Remote geography contributes significantly to challenges affecting healthcare delivery in the communities of Canada’s North [Citation1]. In the Canadian Arctic territory of Nunavut, none of the 25 mainly Inuit communities – scattered across a territory of 2 million km2 – are accessible by road. These and other Indigenous northern communities are affected by a general lack of adequate infrastructure and face chronic shortages of healthcare personnel [Citation2Citation4]. Remoteness is described as among the factors adversely affecting performance on health system indicators such as avoidable deaths from either preventable and/or treatable causes, with the North generally faring worse than Canada as a whole [Citation5]. While the North has the highest per capita health expenditures in Canada, the region reports poorer health outcomes than the rest of the country, especially among Indigenous people [Citation6].

Arctic remoteness contributes to a general scarcity and frequent lack of accessibility to psychiatric resources and professionals across the territory [Citation7]. Access to mental healthcare in Nunavut is typically limited to local health centres staffed by nurses who are supported by community health representatives and visits by general physicians and psychiatrists travelling to the region several times each year. This is augmented by consultations with psychiatrists and other mental health professionals at mental health centres in the South [Citation8]. Across circumpolar regions, youth mental health is considered to be affected by historical forced settlement, land dispossession and residential schools [Citation9]. In the Canadian Arctic, these effects are exacerbated by persistent social inequalities in education, income and health [Citation10].

Communication technology initiatives in Nunavut – principally the Ikajuruti Inungnik Ungasiktumi Network Nunavut Telehealth Project – have been implemented since 2003 to overcome issues of remoteness in delivering health services to isolated communities [Citation11], facilitating consultations with health professionals in southern Canada. Tele-mental health is increasingly used to provide psychiatric services to northern and remote regions generally [Citation12] and is widely considered cost-effective and efficient [Citation13]. In Nunavut, for example, a 2011 pilot programme to provide videoconferencing psychiatric consultation to mental health professionals in remote communities suggests the approach was efficient, cost-effective and user-friendly [Citation14]. Telehealth technology is generally available in local health centres throughout Nunavut.

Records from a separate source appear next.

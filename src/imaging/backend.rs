//! Image processing backend trait and shared types.
//!
//! The [`ImageBackend`] trait defines the two operations the pipeline needs:
//! identify and encode. The production implementation is
//! [`RustBackend`](super::rust_backend::RustBackend) — pure Rust, statically
//! linked, no system dependencies. Tests use a mock that records operations
//! instead of touching pixels.

use super::params::EncodeParams;
use std::path::Path;
use thiserror::Error;

#[derive(Error, Debug)]
pub enum BackendError {
    #[error("IO error: {0}")]
    Io(#[from] std::io::Error),
    #[error("Processing failed: {0}")]
    ProcessingFailed(String),
}

/// Result of an identify operation.
///
/// These are *display* dimensions: EXIF orientation is already applied, so a
/// portrait photo stored rotated reports its upright width.
#[derive(Debug, Clone, Copy, PartialEq, Eq)]
pub struct Dimensions {
    pub width: u32,
    pub height: u32,
}

/// Trait for image processing backends.
///
/// Both operations must agree on orientation handling: the width reported by
/// `identify` is the width `encode` clamps against.
pub trait ImageBackend: Sync {
    /// Get intrinsic display dimensions.
    fn identify(&self, path: &Path) -> Result<Dimensions, BackendError>;

    /// Produce one encoded variant file.
    fn encode(&self, params: &EncodeParams) -> Result<(), BackendError>;
}
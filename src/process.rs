//! Variant generation and manifest building.
//!
//! Stage 2 of the build pipeline. Takes the assets discovered by
//! [`scan`](crate::scan) and, for each one, encodes its full width set in
//! all three output formats, then serializes the manifest that the runtime
//! half of the crate consumes.
//!
//! ## Output Structure
//!
//! ```text
//! assets/images/optimized/
//! ├── manifest.json
//! ├── .cache-manifest.json       # encode cache (see cache module)
//! ├── hero-320.jpg               # one file per width × format
//! ├── hero-320.webp
//! ├── hero-320.avif
//! ├── hero-480.jpg
//! │   ...
//! └── pics/
//!     ├── tile-320.jpg
//!     └── ...
//! ```
//!
//! Output paths mirror the source tree: `pics/tile.png` at width 320 lands
//! at `<output>/pics/tile-320.jpg` and is recorded in the manifest under the
//! key `assets/images/pics/tile.png` with a URI-encoded `src`.
//!
//! ## Failure Model
//!
//! Assets are processed one at a time, every variant of one asset before the
//! next, so log order is stable. The first encode failure aborts the whole
//! run — a manifest describing files that were never written would break the
//! site it is meant to optimize, so no partial manifest is ever published.

use crate::cache::{self, CacheManifest, CacheStats};
use crate::config::BuildConfig;
use crate::imaging::{
    BackendError, EncodeParams, FormatQualities, ImageBackend, Quality, VariantFormat,
};
use crate::manifest::{Manifest, ManifestEntry, ManifestImages, VariantRef};
use crate::normalize::encode_asset_path;
use crate::output;
use crate::scan::{self, ScanError};
use crate::widths::select_widths_from;
use std::path::{Path, PathBuf};
use thiserror::Error;

/// Canonical web-root prefix for manifest keys, independent of where the
/// source tree physically lives.
const KEY_PREFIX: &str = "assets/images/";

/// Name of the manifest file within the output directory.
pub const MANIFEST_FILENAME: &str = "manifest.json";

#[derive(Error, Debug)]
pub enum BuildError {
    #[error(transparent)]
    Scan(#[from] ScanError),
    #[error("Image processing failed: {0}")]
    Imaging(#[from] BackendError),
    #[error("IO error: {0}")]
    Io(#[from] std::io::Error),
    #[error("JSON error: {0}")]
    Json(#[from] serde_json::Error),
}

/// Result of a completed build run.
#[derive(Debug)]
pub struct BuildReport {
    pub manifest: Manifest,
    pub manifest_path: PathBuf,
    /// Number of source assets processed.
    pub processed: usize,
    pub cache_stats: CacheStats,
}

/// Run the full build: discover, encode, record, serialize.
///
/// With `use_cache` the content-addressed cache skips encodes whose source
/// bytes and parameters are unchanged; the manifest is rebuilt from scratch
/// either way.
pub fn build(
    backend: &impl ImageBackend,
    config: &BuildConfig,
    use_cache: bool,
) -> Result<BuildReport, BuildError> {
    let source_root = Path::new(&config.source_dir);
    let output_root = Path::new(&config.output_dir);
    let web_root = web_root_prefix(&config.output_dir);
    let qualities = FormatQualities {
        jpg: Quality::new(config.images.jpg_quality),
        webp: Quality::new(config.images.webp_quality),
        avif: Quality::new(config.images.avif_quality),
    };

    let assets = scan::discover(backend, source_root, output_root)?;
    std::fs::create_dir_all(output_root)?;

    let mut cache_manifest = if use_cache {
        CacheManifest::load(output_root)
    } else {
        CacheManifest::empty()
    };
    let mut stats = CacheStats::default();
    let mut images = ManifestImages::new();

    for asset in &assets {
        let widths = select_widths_from(&config.images.widths, asset.width);
        if widths.is_empty() {
            continue;
        }

        let source_hash = if use_cache {
            cache::hash_file(&asset.path)?
        } else {
            String::new()
        };
        let rel_base = strip_extension(&asset.rel);

        let mut entry = ManifestEntry {
            width: Some(asset.width),
            height: Some(asset.height),
            ..Default::default()
        };

        for &width in &widths {
            for format in VariantFormat::ALL {
                let variant_rel = format!("{}-{}.{}", rel_base, width, format.extension());
                let out_path = output_root.join(&variant_rel);
                if let Some(parent) = out_path.parent() {
                    std::fs::create_dir_all(parent)?;
                }

                let quality = qualities.for_format(format);
                let params_hash = cache::hash_encode_params(width, format, quality.value());

                let cached = if use_cache {
                    cache_manifest.find_cached(&source_hash, &params_hash, output_root)
                } else {
                    None
                };
                match cached {
                    Some(stored) if stored == variant_rel => stats.hit(),
                    Some(stored) => {
                        std::fs::copy(output_root.join(&stored), &out_path)?;
                        stats.copy();
                    }
                    None => {
                        backend.encode(&EncodeParams {
                            source: asset.path.clone(),
                            output: out_path,
                            target_width: width,
                            format,
                            quality,
                        })?;
                        stats.miss();
                    }
                }
                if use_cache {
                    cache_manifest.insert(variant_rel.clone(), source_hash.clone(), params_hash);
                }

                let variant = VariantRef {
                    width,
                    src: encode_asset_path(&format!("{}/{}", web_root, variant_rel)),
                };
                match format {
                    VariantFormat::Jpg => entry.jpg.push(variant),
                    VariantFormat::Webp => entry.webp.push(variant),
                    VariantFormat::Avif => entry.avif.push(variant),
                }
            }
        }

        let key = format!("{}{}", KEY_PREFIX, asset.rel);
        output::print_asset_line(&key, widths.len());
        images.insert(key, entry);
    }

    if use_cache {
        cache_manifest.save(output_root)?;
    }

    let manifest = Manifest {
        generated_at: chrono::Utc::now().to_rfc3339(),
        widths: config.images.widths.clone(),
        images,
    };
    let manifest_path = output_root.join(MANIFEST_FILENAME);
    std::fs::write(&manifest_path, manifest.to_json_pretty()?)?;

    Ok(BuildReport {
        manifest,
        manifest_path,
        processed: assets.len(),
        cache_stats: stats,
    })
}

/// Web-path prefix recorded in manifest `src` values, derived from the
/// configured output directory.
fn web_root_prefix(output_dir: &str) -> String {
    let posix = output_dir.replace('\\', "/");
    let trimmed = posix.strip_prefix("./").unwrap_or(&posix);
    trimmed.trim_end_matches('/').to_string()
}

/// Drop the final extension of a POSIX relative path, keeping directories.
fn strip_extension(rel: &str) -> &str {
    match rel.rfind('.') {
        Some(dot) if !rel[dot..].contains('/') => &rel[..dot],
        _ => rel,
    }
}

Criminal court mental health initiatives include mental health courts, pre-arrest/pre-plea mental health diversion and post-plea mental health diversion programmes. These initiatives emphasise voluntary access to community mental health treatment at various points in the criminal justice process. They can facilitate treatment as an alternative to prosecution and jail [Citation15]. Criminal court mental health initiatives made their appearance in Canada and elsewhere as a response to increasing numbers of people affected by mental illness in the justice system. While these initiatives vary in their structure and processes, they share in common a focus on psychiatric treatment [Citation16] and mental health rehabilitation. Rehabilitation efforts aim to improve social functioning and quality of life while reducing criminal justice involvement [Citation17]. Criminal court mental health initiatives improve measures of mental health and well-being, such as indices of addiction severity, behavioural and psychiatric rating scales, post-court psychiatric service use, and education and job outcomes [Citation18Citation20]. While Nunavut criminal courts engage in statutorily prescribed fitness [Citation21] and criminal responsibility [Citation22] proceedings integral to many criminal court mental health initiatives, they do not offer the expanded mental healthcare services that are central to these initiatives elsewhere in Canada and internationally.

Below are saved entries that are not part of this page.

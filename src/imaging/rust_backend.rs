//! Pure Rust image processing backend — zero external dependencies.
//!
//! Everything is statically linked into the binary: no ImageMagick, no
//! libvips, no shelling out.
//!
//! ## Crate mapping
//!
//! | Operation | Crate / function |
//! |---|---|
//! | Decode (JPEG, PNG) | `image` crate (pure Rust decoders) |
//! | Orientation | in-tree [`exif`](super::exif) reader, baked before resize |
//! | Resize | `image::imageops` with `Lanczos3` filter |
//! | Encode → JPEG | `image::codecs::jpeg::JpegEncoder` |
//! | Encode → WebP | `webp` crate (lossy; the `image` crate only does lossless) |
//! | Encode → AVIF | `image::codecs::avif::AvifEncoder` (rav1e, speed 6) |

use super::backend::{BackendError, Dimensions, ImageBackend};
use super::calculations::fit_width_dimensions;
use super::exif;
use super::params::{EncodeParams, VariantFormat};
use image::imageops::FilterType;
use image::{DynamicImage, ImageReader};
use std::io::Cursor;
use std::path::Path;

/// Pure Rust backend using the `image` crate ecosystem.
///
/// See the [module docs](self) for the crate-to-operation mapping.
pub struct RustBackend;

impl RustBackend {
    pub fn new() -> Self {
        Self
    }
}

impl Default for RustBackend {
    fn default() -> Self {
        Self::new()
    }
}

/// Decode a source image and bake its EXIF orientation into the pixels.
fn decode_oriented(path: &Path) -> Result<DynamicImage, BackendError> {
    let bytes = std::fs::read(path).map_err(BackendError::Io)?;
    let img = image::load_from_memory(&bytes).map_err(|e| {
        BackendError::ProcessingFailed(format!("Failed to decode {}: {}", path.display(), e))
    })?;
    Ok(exif::apply_orientation(img, exif::read_orientation(&bytes)))
}

/// Encode and save as JPEG. JPEG has no alpha channel, so the image is
/// flattened to RGB first.
fn save_jpeg(img: &DynamicImage, path: &Path, quality: u8) -> Result<(), BackendError> {
    let file = std::fs::File::create(path).map_err(BackendError::Io)?;
    let writer = std::io::BufWriter::new(file);
    let encoder = image::codecs::jpeg::JpegEncoder::new_with_quality(writer, quality);
    DynamicImage::ImageRgb8(img.to_rgb8())
        .write_with_encoder(encoder)
        .map_err(|e| BackendError::ProcessingFailed(format!("JPEG encode failed: {}", e)))
}

/// Encode and save as lossy WebP. The `webp` encoder accepts RGB8/RGBA8 only.
fn save_webp(img: &DynamicImage, path: &Path, quality: u8) -> Result<(), BackendError> {
    let rgba = DynamicImage::ImageRgba8(img.to_rgba8());
    let encoder = webp::Encoder::from_image(&rgba)
        .map_err(|e| BackendError::ProcessingFailed(format!("WebP encode failed: {}", e)))?;
    let data = encoder.encode(f32::from(quality));
    std::fs::write(path, &*data).map_err(BackendError::Io)
}

/// Encode and save as AVIF using rav1e (speed=6 for reasonable throughput).
fn save_avif(img: &DynamicImage, path: &Path, quality: u8) -> Result<(), BackendError> {
    let file = std::fs::File::create(path).map_err(BackendError::Io)?;
    let writer = std::io::BufWriter::new(file);
    let encoder = image::codecs::avif::AvifEncoder::new_with_speed_quality(writer, 6, quality);
    img.write_with_encoder(encoder)
        .map_err(|e| BackendError::ProcessingFailed(format!("AVIF encode failed: {}", e)))
}

impl ImageBackend for RustBackend {
    fn identify(&self, path: &Path) -> Result<Dimensions, BackendError> {
        let bytes = std::fs::read(path).map_err(BackendError::Io)?;
        let reader = ImageReader::new(Cursor::new(&bytes))
            .with_guessed_format()
            .map_err(BackendError::Io)?;
        let (mut width, mut height) = reader.into_dimensions().map_err(|e| {
            BackendError::ProcessingFailed(format!(
                "Failed to read dimensions of {}: {}",
                path.display(),
                e
            ))
        })?;

        // Report display dimensions: a rotated camera shot answers with its
        // upright width, matching what encode produces.
        if exif::read_orientation(&bytes).swaps_dimensions() {
            std::mem::swap(&mut width, &mut height);
        }
        Ok(Dimensions { width, height })
    }

    fn encode(&self, params: &EncodeParams) -> Result<(), BackendError> {
        let img = decode_oriented(&params.source)?;
        let source_dims = (img.width(), img.height());
        let (out_w, out_h) = fit_width_dimensions(source_dims, params.target_width);

        let resized = if (out_w, out_h) == source_dims {
            img
        } else {
            img.resize_exact(out_w, out_h, FilterType::Lanczos3)
        };

        let quality = params.quality.value();
        match params.format {
            VariantFormat::Jpg => save_jpeg(&resized, &params.output, quality),
            VariantFormat::Webp => save_webp(&resized, &params.output, quality),
            VariantFormat::Avif => save_avif(&resized, &params.output, quality),
        }
    }
}

#[cfg(test)]
mod tests {
    use super::*;
    use crate::imaging::params::Quality;
    use image::{ImageEncoder, RgbImage};

    /// Create a small valid JPEG file with the given dimensions.
    fn create_test_jpeg(path: &Path, width: u32, height: u32) {
        let img = RgbImage::from_fn(width, height, |x, y| {
            image::Rgb([(x % 256) as u8, (y % 256) as u8, 128])
        });
        let file = std::fs::File::create(path).unwrap();
        let writer = std::io::BufWriter::new(file);
        image::codecs::jpeg::JpegEncoder::new(writer)
            .write_image(img.as_raw(), width, height, image::ExtendedColorType::Rgb8)
            .unwrap();
    }

    /// Create a small valid PNG file with the given dimensions.
    fn create_test_png(path: &Path, width: u32, height: u32) {
        let img = RgbImage::from_fn(width, height, |x, y| {
            image::Rgb([(x % 256) as u8, 64, (y % 256) as u8])
        });
        img.save_with_format(path, image::ImageFormat::Png).unwrap();
    }

    /// Splice a synthetic APP1 Exif segment (orientation only) into a JPEG
    /// right after SOI, keeping the file decodable.
    fn with_orientation(jpeg: &[u8], value: u16) -> Vec<u8> {
        let mut tiff = Vec::new();
        tiff.extend_from_slice(b"MM");
        tiff.extend_from_slice(&42u16.to_be_bytes());
        tiff.extend_from_slice(&8u32.to_be_bytes());
        tiff.extend_from_slice(&1u16.to_be_bytes());
        tiff.extend_from_slice(&0x0112u16.to_be_bytes());
        tiff.extend_from_slice(&3u16.to_be_bytes());
        tiff.extend_from_slice(&1u32.to_be_bytes());
        tiff.extend_from_slice(&value.to_be_bytes());
        tiff.extend_from_slice(&[0, 0]);

        let payload_len = 6 + tiff.len() + 2;
        let mut out = vec![0xFF, 0xD8, 0xFF, 0xE1];
        out.extend_from_slice(&(payload_len as u16).to_be_bytes());
        out.extend_from_slice(b"Exif\0\0");
        out.extend_from_slice(&tiff);
        out.extend_from_slice(&jpeg[2..]);
        out
    }

    fn encode_params(
        source: &Path,
        output: &Path,
        target_width: u32,
        format: VariantFormat,
    ) -> EncodeParams {
        EncodeParams {
            source: source.to_path_buf(),
            output: output.to_path_buf(),
            target_width,
            format,
            quality: Quality::new(80),
        }
    }

    #[test]
    fn identify_synthetic_jpeg() {
        let tmp = tempfile::TempDir::new().unwrap();
        let path = tmp.path().join("test.jpg");
        create_test_jpeg(&path, 200, 150);

        let backend = RustBackend::new();
        let dims = backend.identify(&path).unwrap();
        assert_eq!(dims.width, 200);
        assert_eq!(dims.height, 150);
    }

    #[test]
    fn identify_synthetic_png() {
        let tmp = tempfile::TempDir::new().unwrap();
        let path = tmp.path().join("test.png");
        create_test_png(&path, 120, 80);

        let backend = RustBackend::new();
        let dims = backend.identify(&path).unwrap();
        assert_eq!(dims.width, 120);
        assert_eq!(dims.height, 80);
    }

    #[test]
    fn identify_swaps_for_rotated_jpeg() {
        let tmp = tempfile::TempDir::new().unwrap();
        let plain = tmp.path().join("plain.jpg");
        create_test_jpeg(&plain, 200, 100);

        let rotated = tmp.path().join("rotated.jpg");
        let bytes = std::fs::read(&plain).unwrap();
        std::fs::write(&rotated, with_orientation(&bytes, 6)).unwrap();

        let backend = RustBackend::new();
        let dims = backend.identify(&rotated).unwrap();
        assert_eq!((dims.width, dims.height), (100, 200));
    }

    #[test]
    fn identify_nonexistent_file_errors() {
        let backend = RustBackend::new();
        assert!(backend.identify(Path::new("/nonexistent/image.jpg")).is_err());
    }

    #[test]
    fn identify_garbage_bytes_errors() {
        let tmp = tempfile::TempDir::new().unwrap();
        let path = tmp.path().join("junk.jpg");
        std::fs::write(&path, b"definitely not an image").unwrap();

        let backend = RustBackend::new();
        assert!(backend.identify(&path).is_err());
    }

    #[test]
    fn encode_jpeg_downscales_to_target() {
        let tmp = tempfile::TempDir::new().unwrap();
        let source = tmp.path().join("source.jpg");
        create_test_jpeg(&source, 400, 300);

        let output = tmp.path().join("out-200.jpg");
        let backend = RustBackend::new();
        backend
            .encode(&encode_params(&source, &output, 200, VariantFormat::Jpg))
            .unwrap();

        assert_eq!(image::image_dimensions(&output).unwrap(), (200, 150));
    }

    #[test]
    fn encode_clamps_instead_of_upscaling() {
        let tmp = tempfile::TempDir::new().unwrap();
        let source = tmp.path().join("source.jpg");
        create_test_jpeg(&source, 300, 200);

        let output = tmp.path().join("out-800.jpg");
        let backend = RustBackend::new();
        backend
            .encode(&encode_params(&source, &output, 800, VariantFormat::Jpg))
            .unwrap();

        assert_eq!(image::image_dimensions(&output).unwrap(), (300, 200));
    }

    #[test]
    fn encode_webp_writes_output() {
        let tmp = tempfile::TempDir::new().unwrap();
        let source = tmp.path().join("source.jpg");
        create_test_jpeg(&source, 200, 150);

        let output = tmp.path().join("out-100.webp");
        let backend = RustBackend::new();
        backend
            .encode(&encode_params(&source, &output, 100, VariantFormat::Webp))
            .unwrap();

        assert!(output.exists());
        assert!(std::fs::metadata(&output).unwrap().len() > 0);
    }

    #[test]
    fn encode_avif_writes_output() {
        let tmp = tempfile::TempDir::new().unwrap();
        let source = tmp.path().join("source.jpg");
        create_test_jpeg(&source, 120, 90);

        let output = tmp.path().join("out-64.avif");
        let backend = RustBackend::new();
        backend
            .encode(&encode_params(&source, &output, 64, VariantFormat::Avif))
            .unwrap();

        assert!(output.exists());
        assert!(std::fs::metadata(&output).unwrap().len() > 0);
    }

    #[test]
    fn encode_png_source_with_alpha_to_jpeg() {
        let tmp = tempfile::TempDir::new().unwrap();
        let source = tmp.path().join("source.png");
        let img = image::RgbaImage::from_fn(100, 80, |x, _| image::Rgba([200, 100, 50, (x % 256) as u8]));
        img.save_with_format(&source, image::ImageFormat::Png).unwrap();

        let output = tmp.path().join("out-50.jpg");
        let backend = RustBackend::new();
        backend
            .encode(&encode_params(&source, &output, 50, VariantFormat::Jpg))
            .unwrap();

        assert_eq!(image::image_dimensions(&output).unwrap(), (50, 40));
    }

    #[test]
    fn encode_bakes_orientation_before_resize() {
        let tmp = tempfile::TempDir::new().unwrap();
        let plain = tmp.path().join("plain.jpg");
        // Stored 200x100; orientation 6 displays as 100x200
        create_test_jpeg(&plain, 200, 100);
        let rotated = tmp.path().join("rotated.jpg");
        let bytes = std::fs::read(&plain).unwrap();
        std::fs::write(&rotated, with_orientation(&bytes, 6)).unwrap();

        let output = tmp.path().join("out-50.jpg");
        let backend = RustBackend::new();
        backend
            .encode(&encode_params(&rotated, &output, 50, VariantFormat::Jpg))
            .unwrap();

        // Width constraint applies to the upright image
        assert_eq!(image::image_dimensions(&output).unwrap(), (50, 100));
    }

    #[test]
    fn encode_corrupt_source_errors() {
        let tmp = tempfile::TempDir::new().unwrap();
        let source = tmp.path().join("junk.jpg");
        std::fs::write(&source, b"not an image").unwrap();

        let output = tmp.path().join("out.jpg");
        let backend = RustBackend::new();
        let result = backend.encode(&encode_params(&source, &output, 100, VariantFormat::Jpg));
        assert!(matches!(result, Err(BackendError::ProcessingFailed(_))));
    }

    #[test]
    fn encode_missing_source_errors() {
        let tmp = tempfile::TempDir::new().unwrap();
        let output = tmp.path().join("out.jpg");
        let backend = RustBackend::new();
        let result = backend.encode(&encode_params(
            Path::new("/nonexistent/source.jpg"),
            &output,
            100,
            VariantFormat::Jpg,
        ));
        assert!(matches!(result, Err(BackendError::Io(_))));
    }
}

The problem of disproportionate numbers of people with mental illness arrested, prosecuted and imprisoned persists [Citation23,Citation24]. Mental illness among Canadian federal inmates is up to 3 times as common as in the population at large [Citation25]. Meanwhile, access to mental health treatment in prison is often limited or unavailable [Citation12,Citation26]. For Canada’s Inuit, these realities are exacerbated by social inequalities in education, income and health that result in the proportion of Inuit in the federal prison population being 10 times greater than in the wider Canadian population [Citation27].

In 2015, the Government of Nunavut expressed interest in establishing a criminal court mental initiative in the form of a “Wellness Court” [Citation28]. This is in keeping with the recommendations of the Mental Health Commission of Canada which called for making criminal court mental health initiatives more available throughout the country as an appropriate response to the large numbers of people with mental illness in the justice system [Citation12]. The Government of Nunavut recently began preliminary plans for a 1-year pilot of a therapeutic court programme in Cambridge Bay in the Kitikmeot Region (M. Marcotte and L. Tootoo, Department of Justice, Government of Nunavut, personal communication 27 July 2018). This and future criminal court mental health initiatives may be important in Nunavut where the court system plays a key “down-stream” healthcare role for people affected by mental health and addiction issues [Citation7].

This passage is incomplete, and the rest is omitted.